On le voit : avec de pareils élémens, les moyens d’étude que M. Alaux trouvait réunis à Paris étaient déjà considérables. Mais indépendamment des ateliers et de l’École, nous possédions, dans le musée Napoléon et dans le Musée des monumens français, deux incomparables réunions d’œuvres d’art. Le premier renfermait tous les chefs-d’œuvre de la peinture et de la sculpture classique. Le second, établi dans l’ancien couvent des Petits-Augustins, avait recueilli et sauvé de la ruine les plus beaux spécimens de notre art national. Tous ceux qui ont vu cette collection rangée de la manière la plus méthodique et la plus pittoresque dans l’enceinte du monastère en ont conservé un grand souvenir. Ce fut le premier musée historique qui ait existé, et assurément le plus précieux de ceux que l’on a formés depuis, tous les morceaux qu’il renfermait étant des originaux. Il a puissamment contribué au développement d’une des plus grandes activités intellectuelles de notre siècle, en ouvrant la voie à l’étude combinée de l’art et de l’histoire.

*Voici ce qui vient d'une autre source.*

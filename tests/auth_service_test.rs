//! Authentication service tests.

mod common;

use std::sync::{Arc, Mutex};

use chrono::Utc;
use mockall::predicate::eq;

use common::{user, TestUnitOfWork, PASSWORD};
use cooling_api::config::Config;
use cooling_api::domain::{NewUser, User};
use cooling_api::errors::AppError;
use cooling_api::infra::{MockCoolingRepository, MockTokenBlacklistRepository, MockUserRepository};
use cooling_api::jobs::MockEmailQueue;
use cooling_api::services::{
    AccessClaims, AccountManager, AccountService, AuthService, Authenticator, JwtCodec,
    TokenClaims, TokenType,
};

fn authenticator(uow: Arc<TestUnitOfWork>) -> Authenticator<TestUnitOfWork> {
    Authenticator::new(uow, &Config::for_tests())
}

fn users_returning(stored: User) -> MockUserRepository {
    let mut users = MockUserRepository::new();
    let by_email = stored.clone();
    users
        .expect_find_by_email()
        .returning(move |email| Ok((email == by_email.email).then(|| by_email.clone())));
    let by_id = stored;
    users
        .expect_find_by_id()
        .returning(move |id| Ok((id == by_id.id).then(|| by_id.clone())));
    users.expect_record_login().returning(|_, _| Ok(()));
    users
}

#[tokio::test]
async fn test_register_then_login_yields_profile_claims() {
    let stored: Arc<Mutex<Option<User>>> = Arc::new(Mutex::new(None));

    let mut users = MockUserRepository::new();
    let lookup = stored.clone();
    users
        .expect_find_by_email()
        .returning(move |_| Ok(lookup.lock().unwrap().clone()));
    let created = stored.clone();
    users.expect_create().times(1).returning(move |draft| {
        let mut user = user(&draft.email);
        user.password_hash = draft.password_hash;
        user.first_name = draft.first_name;
        user.last_name = draft.last_name;
        *created.lock().unwrap() = Some(user.clone());
        Ok(user)
    });
    users.expect_record_login().times(1).returning(|_, _| Ok(()));

    let uow = TestUnitOfWork::with_users(users);
    let accounts = AccountManager::new(
        uow.clone(),
        Arc::new(MockEmailQueue::new()),
        Config::for_tests(),
    );

    let registered = accounts
        .register(NewUser {
            email: "grace@Example.COM".to_string(),
            password: PASSWORD.to_string(),
            first_name: "Grace".to_string(),
            last_name: "Hopper".to_string(),
            is_staff: Some(true),
            ..Default::default()
        })
        .await
        .unwrap();
    assert!(!registered.is_staff);

    let pair = authenticator(uow)
        .obtain_pair("grace@example.com", PASSWORD)
        .await
        .unwrap();

    let codec = JwtCodec::new(&Config::for_tests());
    let claims: AccessClaims = codec.decode(&pair.access).unwrap();
    assert_eq!(claims.base.token_type, TokenType::Access);
    assert_eq!(claims.base.user_id, registered.id);
    assert_eq!(claims.email, "grace@example.com");
    assert_eq!(claims.first_name, "Grace");
    assert_eq!(claims.last_name, "Hopper");
    assert_eq!(claims.name, "Grace Hopper");
    assert!(!claims.is_staff);
    assert!(!claims.is_superuser);

    let refresh: TokenClaims = codec.decode(&pair.refresh).unwrap();
    assert_eq!(refresh.token_type, TokenType::Refresh);
    assert_eq!(refresh.user_id, registered.id);
}

#[tokio::test]
async fn test_login_wrong_password() {
    let account = user("ada@example.com");
    let mut users = MockUserRepository::new();
    let found = account.clone();
    users
        .expect_find_by_email()
        .returning(move |_| Ok(Some(found.clone())));
    users.expect_record_login().never();

    let result = authenticator(TestUnitOfWork::with_users(users))
        .obtain_pair("ada@example.com", "not-the-password")
        .await;

    assert!(matches!(result, Err(AppError::InvalidCredentials)));
}

#[tokio::test]
async fn test_login_unknown_email() {
    let mut users = MockUserRepository::new();
    users.expect_find_by_email().returning(|_| Ok(None));

    let result = authenticator(TestUnitOfWork::with_users(users))
        .obtain_pair("nobody@example.com", PASSWORD)
        .await;

    assert!(matches!(result, Err(AppError::InvalidCredentials)));
}

#[tokio::test]
async fn test_login_inactive_account() {
    let mut account = user("ada@example.com");
    account.is_active = false;

    let result = authenticator(TestUnitOfWork::with_users(users_returning(account)))
        .obtain_pair("ada@example.com", PASSWORD)
        .await;

    assert!(matches!(result, Err(AppError::InvalidCredentials)));
}

#[tokio::test]
async fn test_refresh_issues_new_access_token() {
    let account = user("ada@example.com");
    let mut blacklist = MockTokenBlacklistRepository::new();
    blacklist.expect_contains().returning(|_| Ok(false));

    let uow = TestUnitOfWork::new(
        users_returning(account.clone()),
        MockCoolingRepository::new(),
        blacklist,
    );
    let auth = authenticator(uow);

    let pair = auth.obtain_pair("ada@example.com", PASSWORD).await.unwrap();
    let refreshed = auth.refresh(&pair.refresh).await.unwrap();

    let claims = auth.verify_access(&refreshed.access).unwrap();
    assert_eq!(claims.base.user_id, account.id);
}

#[tokio::test]
async fn test_refresh_rejects_blacklisted_token() {
    let account = user("ada@example.com");
    let mut blacklist = MockTokenBlacklistRepository::new();
    blacklist.expect_contains().returning(|_| Ok(true));

    let uow = TestUnitOfWork::new(
        users_returning(account),
        MockCoolingRepository::new(),
        blacklist,
    );
    let auth = authenticator(uow);

    let pair = auth.obtain_pair("ada@example.com", PASSWORD).await.unwrap();
    assert!(matches!(
        auth.refresh(&pair.refresh).await,
        Err(AppError::InvalidToken)
    ));
    assert!(matches!(
        auth.verify(&pair.refresh).await,
        Err(AppError::InvalidToken)
    ));
}

#[tokio::test]
async fn test_refresh_rejects_access_token() {
    let account = user("ada@example.com");
    let auth = authenticator(TestUnitOfWork::with_users(users_returning(account)));

    let pair = auth.obtain_pair("ada@example.com", PASSWORD).await.unwrap();
    assert!(auth.refresh(&pair.access).await.is_err());
}

#[tokio::test]
async fn test_blacklist_records_jti_until_expiry() {
    let account = user("ada@example.com");
    let config = Config::for_tests();
    let codec = JwtCodec::new(&config);
    let claims = codec.refresh_claims(&account, Utc::now());
    let token = codec.encode(&claims).unwrap();

    let mut blacklist = MockTokenBlacklistRepository::new();
    blacklist
        .expect_add()
        .with(eq(claims.jti), eq(account.id), eq(claims.expires_at().unwrap()))
        .times(1)
        .returning(|_, _, _| Ok(()));

    let uow = TestUnitOfWork::new(
        MockUserRepository::new(),
        MockCoolingRepository::new(),
        blacklist,
    );

    authenticator(uow).blacklist(&token).await.unwrap();
}

#[tokio::test]
async fn test_blacklist_rejects_garbage() {
    let auth = authenticator(TestUnitOfWork::with_users(MockUserRepository::new()));
    assert!(auth.blacklist("not-a-jwt").await.is_err());
}

#[tokio::test]
async fn test_verify_accepts_access_token_without_lookup() {
    let account = user("ada@example.com");
    let codec = JwtCodec::new(&Config::for_tests());
    let token = codec
        .encode(&codec.access_claims(&account, Utc::now()))
        .unwrap();

    let mut blacklist = MockTokenBlacklistRepository::new();
    blacklist.expect_contains().never();
    let uow = TestUnitOfWork::new(
        MockUserRepository::new(),
        MockCoolingRepository::new(),
        blacklist,
    );

    assert!(authenticator(uow).verify(&token).await.is_ok());
}
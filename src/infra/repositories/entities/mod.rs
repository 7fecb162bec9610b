//! SeaORM entity definitions
//!
//! These are database-specific entities separate from domain models.

pub mod blacklisted_token;
pub mod cooling;
pub mod user;

#[allow(unused_imports)]
pub use blacklisted_token::{Entity as BlacklistedTokenEntity, Model as BlacklistedTokenModel};
#[allow(unused_imports)]
pub use cooling::{ActiveModel as CoolingActiveModel, Entity as CoolingEntity, Model as CoolingModel};
#[allow(unused_imports)]
pub use user::{ActiveModel as UserActiveModel, Entity as UserEntity, Model as UserModel};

On peut dire, enfin, que le théâtre était aussi une école pour les jeunes artistes. Jamais il n’avait exercé plus d’influence sur la peinture et sur la sculpture ; jamais il n’avait été plus en honneur. Monvel et Grandménil étaient membres de l’Académie des Beaux-Arts. Guérin résumait dans ses tableaux les tragédies de Racine. On allait voir Talma dans ses grands rôles, et quand, revêtu de la toge, le noble acteur apparaissait et se mouvait sur la scène en se livrant aux nobles inspirations de son génie, on l’admirait et on l’étudiait comme une œuvre d’art.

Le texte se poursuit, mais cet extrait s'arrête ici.